Metabolic Syndrome Linked to Higher Endometrial Cancer Risk

Women with metabolic syndrome who are age 65 or older have an increased risk of endometrial cancer, according to the results of a new study.

Women with metabolic syndrome who are age 65 or older have an increased risk of endometrial cancer, according to the results of a new study published in Cancer Epidemiology, Biomarkers & Prevention. The increased risk was found regardless of whether a woman was also overweight or obese.

Metabolic syndrome is marked by a combination of different medical conditions: low levels of high-density lipoprotein (HDL), the so-called ‘good’ component of cholesterol, and high levels of circulating triglycerides.

Metabolic syndrome, as defined by the US National Cholesterol Education Program Adult Treatment Panel III criteria, was associated with a 39% increased risk of endometrial cancer, or a 21% increased risk after taking into account whether a woman was obese or overweight.

As defined by the International Diabetes Foundation, metabolic syndrome was associated with a 103% increased risk of endometrial cancer, or a 17% increased risk after accounting for whether a woman was overweight or obese.
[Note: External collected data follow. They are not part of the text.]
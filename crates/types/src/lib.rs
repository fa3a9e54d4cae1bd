//! Core types module - shared data structures and constants
//!
//! This module defines the fundamental types used throughout the application.
//! All types are pure data structures with no external dependencies, making them
//! usable in any context (engine, input mapping, terminal rendering).
//!
//! # Board Dimensions
//!
//! The board is a rectangular grid of `rows x cols` tiles:
//!
//! - **Default**: 4 rows x 4 columns
//! - **Limits**: 1..=32 in each dimension
//! - **Coordinates**: `(row, col)` with `(0, 0)` at the top-left corner
//!
//! # Spawn Weights
//!
//! New tiles are drawn from a weighted table. The default table is:
//!
//! | Tile | Weight | Probability |
//! |------|--------|-------------|
//! | 1    | 3      | 75%         |
//! | 4    | 1      | 25%         |
//!
//! # Examples
//!
//! ```
//! use tui_2048_types::{Direction, DEFAULT_COLS, DEFAULT_ROWS};
//!
//! let dir = Direction::from_str("left").unwrap();
//! assert_eq!(dir, Direction::Left);
//! assert!(!dir.is_vertical());
//! assert_eq!(dir.sign(), -1);
//!
//! assert_eq!((DEFAULT_ROWS, DEFAULT_COLS), (4, 4));
//! ```

/// A tile value. `0` is an empty cell.
pub type Tile = u64;

/// The empty tile.
pub const EMPTY: Tile = 0;

/// Default number of board rows.
pub const DEFAULT_ROWS: usize = 4;

/// Default number of board columns.
pub const DEFAULT_COLS: usize = 4;

/// Largest accepted row or column count.
pub const MAX_DIM: usize = 32;

/// Maximum number of entries in a spawn table.
pub const MAX_SPAWN_ENTRIES: usize = 16;

/// Largest tile a spawn table may list. Merged tiles grow past it freely.
pub const MAX_SPAWN_TILE: Tile = u32::MAX as Tile;

/// Default spawn weights as `(tile, weight)` in selection order.
pub const DEFAULT_SPAWN_WEIGHTS: [(Tile, f64); 2] = [(1, 3.0), (4, 1.0)];

/// Number of tiles placed before the first move.
pub const INITIAL_TILES: usize = 2;


/// The four directions a move can push tiles toward.
///
/// - **Up**: toward row 0
/// - **Down**: toward the last row
/// - **Left**: toward column 0
/// - **Right**: toward the last column
#[derive(Debug, Clone, Copy, PartialEq, Eq, Hash)]
pub enum Direction {
    Up,
    Down,
    Left,
    Right,
}

impl Direction {
    /// All directions, in a fixed order.
    pub const ALL: [Direction; 4] = [
        Direction::Up,
        Direction::Down,
        Direction::Left,
        Direction::Right,
    ];

    /// Parse direction from string (case-insensitive)
    ///
    /// # Examples
    ///
    /// ```
    /// use tui_2048_types::Direction;
    ///
    /// assert_eq!(Direction::from_str("UP"), Some(Direction::Up));
    /// assert_eq!(Direction::from_str("right"), Some(Direction::Right));
    /// assert_eq!(Direction::from_str("sideways"), None);
    /// ```
    pub fn from_str(s: &str) -> Option<Self> {
        match s.to_lowercase().as_str() {
            "up" => Some(Direction::Up),
            "down" => Some(Direction::Down),
            "left" => Some(Direction::Left),
            "right" => Some(Direction::Right),
            _ => None,
        }
    }

    /// Convert to lowercase string
    pub fn as_str(&self) -> &'static str {
        match self {
            Direction::Up => "up",
            Direction::Down => "down",
            Direction::Left => "left",
            Direction::Right => "right",
        }
    }

    /// True for moves along columns (up/down).
    pub fn is_vertical(&self) -> bool {
        matches!(self, Direction::Up | Direction::Down)
    }

    /// Step taken along the moving axis: `+1` toward the last index, `-1` toward 0.
    pub fn sign(&self) -> isize {
        match self {
            Direction::Down | Direction::Right => 1,
            Direction::Up | Direction::Left => -1,
        }
    }
}

impl std::fmt::Display for Direction {
    fn fmt(&self, f: &mut std::fmt::Formatter<'_>) -> std::fmt::Result {
        f.write_str(self.as_str())
    }
}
The case-control study used a SEER and Medicare–linked database of records from 1993 to 2007, analyzing 16,323 women who were diagnosed with endometrial cancer and 100,751 women who lived in the same areas but did not have an endometrial cancer diagnosis.
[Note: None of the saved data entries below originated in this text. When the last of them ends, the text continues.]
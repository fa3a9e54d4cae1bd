//! Blocking input reader with scoped raw mode.

use std::io;

use crossterm::event::{self, Event, KeyEventKind};
use crossterm::terminal;
use tracing::trace;

use crate::map::{direction_for_key, is_interrupt};
use crate::types::Direction;

/// One logical input event for the game loop.
#[derive(Debug, Clone, Copy, PartialEq, Eq)]
pub enum InputEvent {
    Move(Direction),
    /// The player asked to abort (Ctrl-C or `q`).
    Interrupt,
}

/// Raw mode held for the lifetime of the guard.
///
/// Dropping the guard restores cooked mode, including during unwinding.
#[derive(Debug)]
pub struct RawModeGuard {
    _private: (),
}

impl RawModeGuard {
    pub fn acquire() -> io::Result<Self> {
        terminal::enable_raw_mode()?;
        Ok(Self { _private: () })
    }
}

impl Drop for RawModeGuard {
    fn drop(&mut self) {
        let _ = terminal::disable_raw_mode();
    }
}

/// Classify a terminal event. Key releases and unmapped keys yield None.
pub fn classify(event: &Event) -> Option<InputEvent> {
    let Event::Key(key) = event else {
        return None;
    };
    if key.kind == KeyEventKind::Release {
        return None;
    }
    if is_interrupt(*key) {
        return Some(InputEvent::Interrupt);
    }
    direction_for_key(*key).map(InputEvent::Move)
}

/// Pull events from `next` until one classifies as an [`InputEvent`].
pub fn next_input_from<F>(mut next: F) -> io::Result<InputEvent>
where
    F: FnMut() -> io::Result<Event>,
{
    loop {
        let event = next()?;
        match classify(&event) {
            Some(input) => return Ok(input),
            None => trace!(?event, "ignored input"),
        }
    }
}

/// Block until the player presses a direction key or interrupts.
///
/// Raw mode is enabled for the duration of the read only.
pub fn wait_for_input() -> io::Result<InputEvent> {
    let _raw = RawModeGuard::acquire()?;
    next_input_from(event::read)
}

#[cfg(test)]
mod tests {
    use super::*;
    use crossterm::event::{KeyCode, KeyEvent, KeyEventState, KeyModifiers};

    fn key(code: KeyCode, kind: KeyEventKind) -> Event {
        Event::Key(KeyEvent {
            code,
            modifiers: KeyModifiers::NONE,
            kind,
            state: KeyEventState::NONE,
        })
    }

    #[test]
    fn skips_unmapped_and_release_events() {
        let mut events = vec![
            Event::FocusGained,
            key(KeyCode::Char('x'), KeyEventKind::Press),
            key(KeyCode::Left, KeyEventKind::Release),
            key(KeyCode::Up, KeyEventKind::Press),
        ]
        .into_iter();

        let input = next_input_from(|| Ok(events.next().expect("ran out of events"))).unwrap();
        assert_eq!(input, InputEvent::Move(Direction::Up));
        assert!(events.next().is_none());
    }

    #[test]
    fn interrupt_short_circuits() {
        let mut events = vec![
            Event::Key(KeyEvent::new(KeyCode::Char('c'), KeyModifiers::CONTROL)),
            key(KeyCode::Up, KeyEventKind::Press),
        ]
        .into_iter();

        let input = next_input_from(|| Ok(events.next().expect("ran out of events"))).unwrap();
        assert_eq!(input, InputEvent::Interrupt);
    }

    #[test]
    fn read_errors_propagate() {
        let err = next_input_from(|| Err(io::Error::new(io::ErrorKind::Other, "closed")))
            .unwrap_err();
        assert_eq!(err.kind(), io::ErrorKind::Other);
    }

    #[test]
    fn repeat_counts_as_press() {
        assert_eq!(
            classify(&key(KeyCode::Char('d'), KeyEventKind::Repeat)),
            Some(InputEvent::Move(Direction::Right))
        );
    }
}
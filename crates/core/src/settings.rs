//! Game settings - board size and spawn distribution, validated once at startup.

use crate::error::ConfigError;
use crate::spawn::SpawnTable;
use crate::types::{DEFAULT_COLS, DEFAULT_ROWS, MAX_DIM};

/// Startup configuration for a game.
#[derive(Debug, Clone, PartialEq)]
pub struct GameSettings {
    pub rows: usize,
    pub cols: usize,
    pub spawn_table: SpawnTable,
}

impl Default for GameSettings {
    fn default() -> Self {
        Self {
            rows: DEFAULT_ROWS,
            cols: DEFAULT_COLS,
            spawn_table: SpawnTable::default(),
        }
    }
}

impl GameSettings {
    pub fn new(rows: usize, cols: usize, spawn_table: SpawnTable) -> Result<Self, ConfigError> {
        let settings = Self {
            rows,
            cols,
            spawn_table,
        };
        settings.validate()?;
        Ok(settings)
    }

    /// Check the board dimensions. The spawn table is validated on construction.
    pub fn validate(&self) -> Result<(), ConfigError> {
        let in_range = |d: usize| (1..=MAX_DIM).contains(&d);
        if !in_range(self.rows) || !in_range(self.cols) {
            return Err(ConfigError::InvalidDimensions {
                rows: self.rows,
                cols: self.cols,
            });
        }
        Ok(())
    }
}

/// Parse a board size written as `ROWSxCOLS`.
///
/// # Examples
///
/// ```
/// use tui_2048_core::parse_size;
///
/// assert_eq!(parse_size("4x4").unwrap(), (4, 4));
/// assert_eq!(parse_size("3X5").unwrap(), (3, 5));
/// assert!(parse_size("0x4").is_err());
/// assert!(parse_size("four").is_err());
/// ```
pub fn parse_size(text: &str) -> Result<(usize, usize), ConfigError> {
    let malformed = || ConfigError::MalformedSize(text.to_string());
    let lower = text.trim().to_lowercase();
    let (rows, cols) = lower.split_once('x').ok_or_else(malformed)?;
    let rows: usize = rows.trim().parse().map_err(|_| malformed())?;
    let cols: usize = cols.trim().parse().map_err(|_| malformed())?;

    if rows == 0 || cols == 0 || rows > MAX_DIM || cols > MAX_DIM {
        return Err(ConfigError::InvalidDimensions { rows, cols });
    }
    Ok((rows, cols))
}

#[cfg(test)]
mod tests {
    use super::*;

    #[test]
    fn test_default_settings_are_valid() {
        let settings = GameSettings::default();
        assert_eq!((settings.rows, settings.cols), (4, 4));
        assert!(settings.validate().is_ok());
    }

    #[test]
    fn test_rejects_zero_dimension() {
        assert_eq!(
            GameSettings::new(0, 4, SpawnTable::default()),
            Err(ConfigError::InvalidDimensions { rows: 0, cols: 4 })
        );
    }

    #[test]
    fn test_parse_size_errors() {
        assert_eq!(
            parse_size("4by4"),
            Err(ConfigError::MalformedSize("4by4".to_string()))
        );
        assert_eq!(
            parse_size("64x4"),
            Err(ConfigError::InvalidDimensions { rows: 64, cols: 4 })
        );
    }
}
//! Core game logic module - pure, deterministic, and testable
//!
//! This module contains the 2048 rules and state management. It has **no dependencies**
//! on terminal input, rendering, or process setup, making it:
//!
//! - **Deterministic**: Same seed produces identical games
//! - **Testable**: Board states can be built directly and moves checked cell by cell
//! - **Portable**: Can run in any environment (terminal, headless, benchmarks)
//!
//! # Module Structure
//!
//! - [`board`]: `rows x cols` grid of tiles with full/game-over checks and signatures
//! - [`moves`]: directional slide/merge engine with scoring
//! - [`spawn`]: weighted spawn table and random tile placement
//! - [`settings`]: validated startup configuration
//! - [`game_state`]: one game: board, score, RNG and play/game-over status
//! - [`render_gate`]: last-rendered signature tracking
//!
//! # Game Rules
//!
//! - A move pushes every tile toward one edge; equal neighbours merge into their sum
//! - Each merge scores the value of the tile it creates
//! - A move that changes the board is followed by one spawned tile
//! - The game ends when the board is full and no two adjacent tiles are equal
//!
//! # Example
//!
//! ```
//! use tui_2048_core::{GameSettings, GameState};
//! use tui_2048_types::Direction;
//!
//! let mut game = GameState::new(GameSettings::default(), 12345).unwrap();
//! game.start();
//! assert_eq!(game.board().empty_count(), 14);
//!
//! let outcome = game.apply_move(Direction::Left);
//! assert_eq!(game.score(), outcome.points);
//! ```

pub mod board;
pub mod error;
pub mod game_state;
pub mod moves;
pub mod render_gate;
pub mod settings;
pub mod spawn;

pub use tui_2048_types as types;

// Re-export commonly used types for convenience
pub use board::Board;
pub use error::ConfigError;
pub use game_state::{GameState, GameStatus, MoveOutcome};
pub use moves::{apply_move, MoveResult};
pub use render_gate::RenderGate;
pub use settings::{parse_size, GameSettings};
pub use spawn::{add_random_tile, SpawnTable, SpawnWeight, SpawnedTile};
//! Key mapping from terminal events to move directions.

use crate::types::Direction;
use crossterm::event::{KeyCode, KeyEvent, KeyModifiers};

/// Map keyboard input to a direction.
///
/// Arrow keys, `WASD` and `hjkl` are accepted in either case.
pub fn direction_for_key(key: KeyEvent) -> Option<Direction> {
    if key.modifiers.contains(KeyModifiers::CONTROL) {
        return None;
    }

    match key.code {
        KeyCode::Up
        | KeyCode::Char('w')
        | KeyCode::Char('W')
        | KeyCode::Char('k')
        | KeyCode::Char('K') => Some(Direction::Up),
        KeyCode::Down
        | KeyCode::Char('s')
        | KeyCode::Char('S')
        | KeyCode::Char('j')
        | KeyCode::Char('J') => Some(Direction::Down),
        KeyCode::Left
        | KeyCode::Char('a')
        | KeyCode::Char('A')
        | KeyCode::Char('h')
        | KeyCode::Char('H') => Some(Direction::Left),
        KeyCode::Right
        | KeyCode::Char('d')
        | KeyCode::Char('D')
        | KeyCode::Char('l')
        | KeyCode::Char('L') => Some(Direction::Right),
        _ => None,
    }
}

/// Check if key should abort the game (Ctrl-C or `q`).
pub fn is_interrupt(key: KeyEvent) -> bool {
    matches!(key.code, KeyCode::Char('q') | KeyCode::Char('Q'))
        || (matches!(key.code, KeyCode::Char('c') | KeyCode::Char('C'))
            && key.modifiers.contains(KeyModifiers::CONTROL))
}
The researchers also observed that each distinct metabolic syndrome condition that they could evaluate within the database-excessive weight, high blood pressure, high triglycerides, and impaired fasting glucose-was associated with an increased risk for endometrial cancer.
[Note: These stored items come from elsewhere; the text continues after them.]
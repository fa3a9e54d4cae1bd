//! Game state - owns the board, score and RNG for one game.
//!
//! A game is a two-state machine: [`GameStatus::Playing`] until the board is full with no
//! adjacent equal tiles, then [`GameStatus::GameOver`] for good. Each
//! [`GameState::apply_move`] call runs one iteration of the game loop minus I/O:
//!
//! 1. slide/merge the board in the given direction and add the points to the score
//! 2. if anything moved, spawn one tile from the spawn table
//! 3. re-evaluate the game-over condition
//!
//! Rendering and input stay with the caller. Randomness comes from a seeded [`StdRng`],
//! so two games created with the same settings and seed play out identically.

use rand::rngs::StdRng;
use rand::SeedableRng;
use tracing::{debug, info};

use crate::board::Board;
use crate::error::ConfigError;
use crate::moves::apply_move;
use crate::settings::GameSettings;
use crate::spawn::{add_random_tile, SpawnTable, SpawnedTile};
use crate::types::{Direction, INITIAL_TILES};

#[derive(Debug, Clone, Copy, PartialEq, Eq)]
pub enum GameStatus {
    Playing,
    GameOver,
}

/// What happened during one call to [`GameState::apply_move`].
#[derive(Debug, Clone, Copy, PartialEq, Eq)]
pub struct MoveOutcome {
    pub direction: Direction,
    /// Points earned by merges in this move.
    pub points: u64,
    /// Whether the move itself changed the board.
    pub changed: bool,
    /// Tile placed after a changing move.
    pub spawned: Option<SpawnedTile>,
}

#[derive(Debug, Clone)]
pub struct GameState {
    board: Board,
    spawn_table: SpawnTable,
    score: u64,
    moves: u32,
    status: GameStatus,
    rng: StdRng,
}

impl GameState {
    /// Create an empty game. Call [`GameState::start`] to place the opening tiles.
    pub fn new(settings: GameSettings, seed: u64) -> Result<Self, ConfigError> {
        settings.validate()?;
        let board = Board::new(settings.rows, settings.cols)?;
        Ok(Self::from_board(board, settings.spawn_table, seed))
    }

    /// Resume from an existing board (score starts at zero).
    pub fn from_board(board: Board, spawn_table: SpawnTable, seed: u64) -> Self {
        let status = if board.is_game_over() {
            GameStatus::GameOver
        } else {
            GameStatus::Playing
        };
        Self {
            board,
            spawn_table,
            score: 0,
            moves: 0,
            status,
            rng: StdRng::seed_from_u64(seed),
        }
    }

    /// Place the opening tiles.
    pub fn start(&mut self) {
        for _ in 0..INITIAL_TILES {
            add_random_tile(&mut self.board, &self.spawn_table, &mut self.rng);
        }
        self.update_status();
    }

    /// Run one move: collapse, score, spawn on change, check for game over.
    pub fn apply_move(&mut self, direction: Direction) -> MoveOutcome {
        let result = apply_move(&mut self.board, direction);
        self.score += result.points;
        self.moves += 1;

        let spawned = if result.changed {
            add_random_tile(&mut self.board, &self.spawn_table, &mut self.rng)
        } else {
            None
        };

        debug!(
            %direction,
            points = result.points,
            changed = result.changed,
            score = self.score,
            "move"
        );

        self.update_status();

        MoveOutcome {
            direction,
            points: result.points,
            changed: result.changed,
            spawned,
        }
    }

    fn update_status(&mut self) {
        if self.status == GameStatus::Playing && self.board.is_game_over() {
            self.status = GameStatus::GameOver;
            info!(
                score = self.score,
                moves = self.moves,
                highest = self.board.highest_tile(),
                "game over"
            );
        }
    }

    pub fn board(&self) -> &Board {
        &self.board
    }

    pub fn score(&self) -> u64 {
        self.score
    }

    /// Number of moves applied, including ones that changed nothing.
    pub fn moves(&self) -> u32 {
        self.moves
    }

    pub fn status(&self) -> GameStatus {
        self.status
    }

    pub fn is_game_over(&self) -> bool {
        self.status == GameStatus::GameOver
    }

    /// Change-detection signature of the current board.
    pub fn signature(&self) -> String {
        self.board.stringify()
    }
}

#[cfg(test)]
mod tests {
    use super::*;

    #[test]
    fn test_start_places_opening_tiles() {
        let mut game = GameState::new(GameSettings::default(), 1).unwrap();
        assert_eq!(game.board().empty_count(), 16);

        game.start();
        assert_eq!(game.board().empty_count(), 16 - INITIAL_TILES);
        assert_eq!(game.status(), GameStatus::Playing);
        assert_eq!(game.score(), 0);
    }

    #[test]
    fn test_same_seed_same_game() {
        let mut a = GameState::new(GameSettings::default(), 42).unwrap();
        let mut b = GameState::new(GameSettings::default(), 42).unwrap();
        a.start();
        b.start();

        for dir in [Direction::Left, Direction::Up, Direction::Right, Direction::Down] {
            assert_eq!(a.apply_move(dir), b.apply_move(dir));
        }
        assert_eq!(a.board(), b.board());
    }

    #[test]
    fn test_unchanged_move_does_not_spawn() {
        let board = Board::from_rows(vec![vec![2, 0], vec![4, 0]]).unwrap();
        let mut game = GameState::from_board(board, SpawnTable::default(), 3);

        let outcome = game.apply_move(Direction::Left);
        assert!(!outcome.changed);
        assert_eq!(outcome.spawned, None);
        assert_eq!(game.board().empty_count(), 2);
        assert_eq!(game.moves(), 1);
    }

    #[test]
    fn test_one_by_one_board_ends_at_start() {
        let settings = GameSettings::new(1, 1, SpawnTable::default()).unwrap();
        let mut game = GameState::new(settings, 9).unwrap();
        game.start();
        assert!(game.is_game_over());
    }
}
According to senior author Britton Trabert, PhD, a researcher in the division of cancer epidemiology and genetics of the National Cancer Institute in Bethesda, Maryland, about one-fourth of people who do not have diabetes have metabolic syndrome.

While the study did not directly seek to understand how prevention of metabolic syndrome affects the incidence of endometrial cancer, the study showed that exercise and weight loss could be effective in preventing metabolic syndrome.

Prior studies have shown that obesity is a major risk factor for endometrial cancer. While studies have also shown a link between metabolic syndrome and a higher endometrial cancer risk, whether this link was due to obesity-which is also linked to metabolic syndrome-was unclear. The current results add to the evidence that metabolic syndrome contributes to the risk of endometrial cancer. 

The current study, according to the authors, is the first to report on the link between metabolic syndrome and different endometrial cancer subtypes. The study shows that metabolic syndrome results in a stronger increased risk of mucinous endometrial tumors compared with low-grade endometrioid tumors.

“Strategies to reduce the prevalence of metabolic syndrome factors might have a favorable effect on the incidence of endometrial cancer,” conclude the study authors.